▸ TASK PROMPT
Please copy every line of the records below that holds the word "StandardMaterial".

▸ GIVEN ENTRIES
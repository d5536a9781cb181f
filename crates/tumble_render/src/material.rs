//! Physically based surface materials

use crate::color::Color;
use serde::{Deserialize, Serialize};
use std::sync::Arc;

/// Cube map used for reflections, one image per face.
///
/// Face order is +X, -X, +Y, -Y, +Z, -Z.
#[derive(Clone, Debug, PartialEq, Serialize, Deserialize)]
pub struct EnvironmentMap {
    pub faces: [String; 6],
}

impl EnvironmentMap {
    /// Cube map whose faces are `px.png`, `nx.png`, ... under `dir`
    pub fn from_directory(dir: &str) -> Self {
        let dir = dir.trim_end_matches('/');
        let face = |name: &str| format!("{}/{}.png", dir, name);
        Self {
            faces: [face("px"), face("nx"), face("py"), face("ny"), face("pz"), face("nz")],
        }
    }
}

/// Metallic-roughness material
#[derive(Clone, Debug, PartialEq)]
pub struct StandardMaterial {
    /// Base color
    pub color: Color,
    /// Metalness (0 = dielectric, 1 = metal)
    pub metalness: f32,
    /// Roughness (0 = mirror, 1 = diffuse)
    pub roughness: f32,
    /// Shared reflection map
    pub env_map: Option<Arc<EnvironmentMap>>,
    /// Strength of the reflection map
    pub env_map_intensity: f32,
}

impl StandardMaterial {
    pub fn new(color: Color) -> Self {
        Self {
            color,
            ..Default::default()
        }
    }

    /// Set metalness
    pub fn with_metalness(mut self, metalness: f32) -> Self {
        self.metalness = metalness.clamp(0.0, 1.0);
        self
    }

    /// Set roughness
    pub fn with_roughness(mut self, roughness: f32) -> Self {
        self.roughness = roughness.clamp(0.0, 1.0);
        self
    }

    /// Attach a reflection map with the given intensity
    pub fn with_env_map(mut self, env_map: Arc<EnvironmentMap>, intensity: f32) -> Self {
        self.env_map = Some(env_map);
        self.env_map_intensity = intensity;
        self
    }
}

impl Default for StandardMaterial {
    fn default() -> Self {
        Self {
            color: Color::WHITE,
            metalness: 0.0,
            roughness: 1.0,
            env_map: None,
            env_map_intensity: 1.0,
        }
    }
}

#[cfg(test)]
mod tests {
    use super::*;

    #[test]
    fn test_env_map_faces() {
        let map = EnvironmentMap::from_directory("textures/environmentMaps/0/");
        assert_eq!(map.faces[0], "textures/environmentMaps/0/px.png");
        assert_eq!(map.faces[5], "textures/environmentMaps/0/nz.png");
    }

    #[test]
    fn test_material_builders_clamp() {
        let material = StandardMaterial::new(Color::BLACK)
            .with_metalness(1.5)
            .with_roughness(-0.2);
        assert_eq!(material.metalness, 1.0);
        assert_eq!(material.roughness, 0.0);
        assert!(material.env_map.is_none());
    }

    #[test]
    fn test_env_map_is_shared() {
        let map = Arc::new(EnvironmentMap::from_directory("env"));
        let a = StandardMaterial::default().with_env_map(map.clone(), 0.5);
        let b = StandardMaterial::default().with_env_map(map.clone(), 0.5);
        assert!(Arc::ptr_eq(a.env_map.as_ref().unwrap(), b.env_map.as_ref().unwrap()));
        assert_eq!(Arc::strong_count(&map), 3);
    }
}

▸ TASK OUTPUT
pub struct StandardMaterial {
impl StandardMaterial {
impl Default for StandardMaterial {
        let material = StandardMaterial::new(Color::BLACK)
        let a = StandardMaterial::default().with_env_map(map.clone(), 0.5);
        let b = StandardMaterial::default().with_env_map(map.clone(), 0.5);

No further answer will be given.